▸ **Exercise prompt**:
Reply with only a number, the count of lines in the listing that include the word "start".

▸ **Given entries**:

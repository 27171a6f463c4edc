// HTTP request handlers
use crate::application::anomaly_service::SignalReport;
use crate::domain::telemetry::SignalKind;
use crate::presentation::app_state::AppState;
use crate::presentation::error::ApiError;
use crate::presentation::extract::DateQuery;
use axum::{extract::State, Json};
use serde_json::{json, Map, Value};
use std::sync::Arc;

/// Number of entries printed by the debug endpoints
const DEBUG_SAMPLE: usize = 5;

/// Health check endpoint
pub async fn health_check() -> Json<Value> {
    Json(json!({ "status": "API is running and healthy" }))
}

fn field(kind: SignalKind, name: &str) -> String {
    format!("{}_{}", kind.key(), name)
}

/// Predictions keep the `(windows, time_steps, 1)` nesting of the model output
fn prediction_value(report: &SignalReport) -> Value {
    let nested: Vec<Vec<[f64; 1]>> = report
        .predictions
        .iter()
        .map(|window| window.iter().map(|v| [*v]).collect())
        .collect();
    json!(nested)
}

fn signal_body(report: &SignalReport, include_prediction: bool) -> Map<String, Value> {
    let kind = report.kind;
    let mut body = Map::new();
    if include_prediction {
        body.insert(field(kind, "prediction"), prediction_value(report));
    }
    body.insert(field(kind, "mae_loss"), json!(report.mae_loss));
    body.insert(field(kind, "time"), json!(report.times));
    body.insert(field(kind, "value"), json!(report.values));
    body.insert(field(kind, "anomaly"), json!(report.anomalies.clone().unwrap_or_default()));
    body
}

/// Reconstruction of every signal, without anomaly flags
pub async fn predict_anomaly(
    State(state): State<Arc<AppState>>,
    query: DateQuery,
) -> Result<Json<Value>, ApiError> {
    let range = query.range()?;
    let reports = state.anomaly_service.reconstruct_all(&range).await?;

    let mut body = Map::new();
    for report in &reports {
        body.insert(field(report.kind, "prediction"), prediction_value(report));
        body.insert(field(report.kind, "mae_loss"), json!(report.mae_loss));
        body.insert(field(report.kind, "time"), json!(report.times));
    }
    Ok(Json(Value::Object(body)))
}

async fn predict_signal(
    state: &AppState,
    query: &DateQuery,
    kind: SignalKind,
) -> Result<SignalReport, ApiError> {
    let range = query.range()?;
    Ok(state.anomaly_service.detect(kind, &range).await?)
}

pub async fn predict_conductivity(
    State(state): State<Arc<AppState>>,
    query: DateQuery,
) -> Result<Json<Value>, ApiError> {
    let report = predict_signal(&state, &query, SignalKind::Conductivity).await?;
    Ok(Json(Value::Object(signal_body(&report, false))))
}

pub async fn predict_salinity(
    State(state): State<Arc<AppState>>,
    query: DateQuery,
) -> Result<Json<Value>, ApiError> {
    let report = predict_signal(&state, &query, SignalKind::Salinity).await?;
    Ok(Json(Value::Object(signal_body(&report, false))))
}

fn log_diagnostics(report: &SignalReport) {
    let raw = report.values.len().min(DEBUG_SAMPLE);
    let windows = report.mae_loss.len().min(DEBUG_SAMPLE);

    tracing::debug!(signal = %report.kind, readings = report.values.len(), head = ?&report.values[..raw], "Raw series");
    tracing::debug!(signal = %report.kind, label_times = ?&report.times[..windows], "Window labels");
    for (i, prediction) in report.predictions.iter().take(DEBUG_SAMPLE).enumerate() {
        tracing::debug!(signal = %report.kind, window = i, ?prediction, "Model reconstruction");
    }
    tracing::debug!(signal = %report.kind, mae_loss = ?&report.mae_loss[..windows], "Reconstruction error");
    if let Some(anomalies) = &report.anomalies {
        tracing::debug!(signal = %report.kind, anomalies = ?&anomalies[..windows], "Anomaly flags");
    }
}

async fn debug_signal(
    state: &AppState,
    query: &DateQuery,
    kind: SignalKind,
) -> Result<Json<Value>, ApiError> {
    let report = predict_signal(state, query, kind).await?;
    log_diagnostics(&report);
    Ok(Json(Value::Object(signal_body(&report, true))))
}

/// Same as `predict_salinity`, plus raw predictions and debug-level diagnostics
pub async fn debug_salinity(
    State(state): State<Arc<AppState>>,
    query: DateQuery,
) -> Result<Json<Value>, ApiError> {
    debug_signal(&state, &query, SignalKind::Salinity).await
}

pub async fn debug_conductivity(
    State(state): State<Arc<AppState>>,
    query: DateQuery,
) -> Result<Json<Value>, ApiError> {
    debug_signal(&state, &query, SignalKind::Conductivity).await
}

==

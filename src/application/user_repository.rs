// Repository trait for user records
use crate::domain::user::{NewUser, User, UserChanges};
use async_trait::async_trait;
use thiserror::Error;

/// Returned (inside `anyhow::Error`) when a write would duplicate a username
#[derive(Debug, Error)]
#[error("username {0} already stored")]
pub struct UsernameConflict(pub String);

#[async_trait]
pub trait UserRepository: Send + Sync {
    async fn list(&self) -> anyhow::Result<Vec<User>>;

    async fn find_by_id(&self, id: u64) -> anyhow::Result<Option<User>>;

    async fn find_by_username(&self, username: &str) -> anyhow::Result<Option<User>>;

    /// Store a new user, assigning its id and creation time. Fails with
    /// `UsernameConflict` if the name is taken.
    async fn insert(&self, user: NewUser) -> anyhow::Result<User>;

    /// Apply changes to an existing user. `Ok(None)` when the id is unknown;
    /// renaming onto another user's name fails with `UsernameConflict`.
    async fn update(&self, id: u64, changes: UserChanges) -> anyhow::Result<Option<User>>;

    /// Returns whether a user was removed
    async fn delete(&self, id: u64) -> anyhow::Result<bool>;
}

---

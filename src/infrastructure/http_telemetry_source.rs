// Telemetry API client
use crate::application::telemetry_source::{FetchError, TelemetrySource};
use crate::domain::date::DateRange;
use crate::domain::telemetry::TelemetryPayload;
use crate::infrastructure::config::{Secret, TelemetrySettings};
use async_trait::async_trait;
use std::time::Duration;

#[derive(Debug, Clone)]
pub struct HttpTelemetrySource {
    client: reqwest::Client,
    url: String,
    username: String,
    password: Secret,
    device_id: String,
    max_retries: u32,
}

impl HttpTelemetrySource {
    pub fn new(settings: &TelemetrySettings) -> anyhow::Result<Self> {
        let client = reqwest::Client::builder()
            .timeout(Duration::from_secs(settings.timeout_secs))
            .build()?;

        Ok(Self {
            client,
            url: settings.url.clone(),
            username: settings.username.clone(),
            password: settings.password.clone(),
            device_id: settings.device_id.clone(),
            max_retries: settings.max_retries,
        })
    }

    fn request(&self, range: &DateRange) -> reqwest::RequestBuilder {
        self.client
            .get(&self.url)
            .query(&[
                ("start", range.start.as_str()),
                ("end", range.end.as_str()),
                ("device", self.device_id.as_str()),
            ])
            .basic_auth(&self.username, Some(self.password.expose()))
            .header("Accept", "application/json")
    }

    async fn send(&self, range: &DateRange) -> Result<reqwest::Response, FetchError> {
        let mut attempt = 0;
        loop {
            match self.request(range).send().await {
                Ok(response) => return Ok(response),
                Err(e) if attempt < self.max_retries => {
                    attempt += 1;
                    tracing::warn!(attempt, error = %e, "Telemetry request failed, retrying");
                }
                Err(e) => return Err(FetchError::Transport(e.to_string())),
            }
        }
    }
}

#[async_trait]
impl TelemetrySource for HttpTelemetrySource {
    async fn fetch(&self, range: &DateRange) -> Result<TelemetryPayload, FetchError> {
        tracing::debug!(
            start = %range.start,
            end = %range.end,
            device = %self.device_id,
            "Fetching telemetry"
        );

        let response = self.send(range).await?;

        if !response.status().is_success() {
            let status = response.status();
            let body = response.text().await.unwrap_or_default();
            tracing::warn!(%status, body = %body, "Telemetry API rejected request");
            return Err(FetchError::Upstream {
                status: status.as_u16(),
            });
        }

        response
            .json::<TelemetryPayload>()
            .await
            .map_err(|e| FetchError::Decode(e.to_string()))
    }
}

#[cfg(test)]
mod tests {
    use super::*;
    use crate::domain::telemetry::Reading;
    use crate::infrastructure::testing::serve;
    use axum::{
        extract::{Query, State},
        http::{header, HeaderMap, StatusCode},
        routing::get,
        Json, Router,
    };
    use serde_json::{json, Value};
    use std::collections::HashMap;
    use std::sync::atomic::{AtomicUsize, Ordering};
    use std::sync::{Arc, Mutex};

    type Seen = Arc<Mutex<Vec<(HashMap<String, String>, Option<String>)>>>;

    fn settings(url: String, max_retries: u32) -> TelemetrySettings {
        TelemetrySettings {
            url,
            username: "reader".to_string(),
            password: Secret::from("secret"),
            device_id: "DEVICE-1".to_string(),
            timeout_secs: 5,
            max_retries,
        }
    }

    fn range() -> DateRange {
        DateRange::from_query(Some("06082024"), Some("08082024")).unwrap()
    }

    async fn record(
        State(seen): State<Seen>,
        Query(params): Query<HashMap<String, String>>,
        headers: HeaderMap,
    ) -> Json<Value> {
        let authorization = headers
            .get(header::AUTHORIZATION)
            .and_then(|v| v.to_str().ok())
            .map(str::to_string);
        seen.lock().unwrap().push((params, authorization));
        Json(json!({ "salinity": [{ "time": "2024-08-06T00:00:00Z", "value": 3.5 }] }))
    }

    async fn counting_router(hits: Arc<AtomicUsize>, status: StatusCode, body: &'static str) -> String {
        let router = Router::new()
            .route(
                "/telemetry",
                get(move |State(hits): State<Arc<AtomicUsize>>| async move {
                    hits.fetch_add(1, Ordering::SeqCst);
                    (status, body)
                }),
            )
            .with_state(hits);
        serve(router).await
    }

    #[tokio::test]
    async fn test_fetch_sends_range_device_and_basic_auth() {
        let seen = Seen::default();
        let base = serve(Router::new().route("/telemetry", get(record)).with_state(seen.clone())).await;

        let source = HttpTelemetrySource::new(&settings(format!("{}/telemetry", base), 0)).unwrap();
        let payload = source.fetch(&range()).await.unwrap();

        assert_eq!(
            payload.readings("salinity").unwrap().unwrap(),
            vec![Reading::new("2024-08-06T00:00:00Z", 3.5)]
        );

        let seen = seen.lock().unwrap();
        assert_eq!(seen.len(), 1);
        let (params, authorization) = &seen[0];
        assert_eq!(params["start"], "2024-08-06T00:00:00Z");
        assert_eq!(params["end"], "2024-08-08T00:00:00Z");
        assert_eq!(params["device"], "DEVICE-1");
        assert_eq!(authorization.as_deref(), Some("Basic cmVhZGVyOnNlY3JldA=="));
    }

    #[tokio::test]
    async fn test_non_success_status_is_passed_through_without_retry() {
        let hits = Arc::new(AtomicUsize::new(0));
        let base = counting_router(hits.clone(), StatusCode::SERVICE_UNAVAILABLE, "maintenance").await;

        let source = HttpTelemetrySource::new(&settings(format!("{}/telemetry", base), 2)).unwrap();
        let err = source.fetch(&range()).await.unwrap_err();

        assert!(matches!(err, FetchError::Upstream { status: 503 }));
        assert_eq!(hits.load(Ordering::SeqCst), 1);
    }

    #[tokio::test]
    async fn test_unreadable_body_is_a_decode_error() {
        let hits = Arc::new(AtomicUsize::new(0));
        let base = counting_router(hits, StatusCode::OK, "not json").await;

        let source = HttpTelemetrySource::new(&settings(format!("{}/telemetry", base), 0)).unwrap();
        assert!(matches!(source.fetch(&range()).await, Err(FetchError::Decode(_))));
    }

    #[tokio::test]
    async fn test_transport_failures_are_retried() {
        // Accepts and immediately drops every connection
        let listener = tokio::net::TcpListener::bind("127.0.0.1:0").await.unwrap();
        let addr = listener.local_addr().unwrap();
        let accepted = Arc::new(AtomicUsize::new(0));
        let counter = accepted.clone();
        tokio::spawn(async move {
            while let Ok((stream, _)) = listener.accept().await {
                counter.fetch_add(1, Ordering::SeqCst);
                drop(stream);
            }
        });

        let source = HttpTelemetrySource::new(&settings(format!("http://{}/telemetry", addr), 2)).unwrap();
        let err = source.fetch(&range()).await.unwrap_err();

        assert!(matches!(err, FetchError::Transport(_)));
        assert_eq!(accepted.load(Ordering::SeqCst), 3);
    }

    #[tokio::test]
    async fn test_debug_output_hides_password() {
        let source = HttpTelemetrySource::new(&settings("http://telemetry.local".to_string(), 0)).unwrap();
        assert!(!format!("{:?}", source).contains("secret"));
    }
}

▸ **Answer to this task**:
3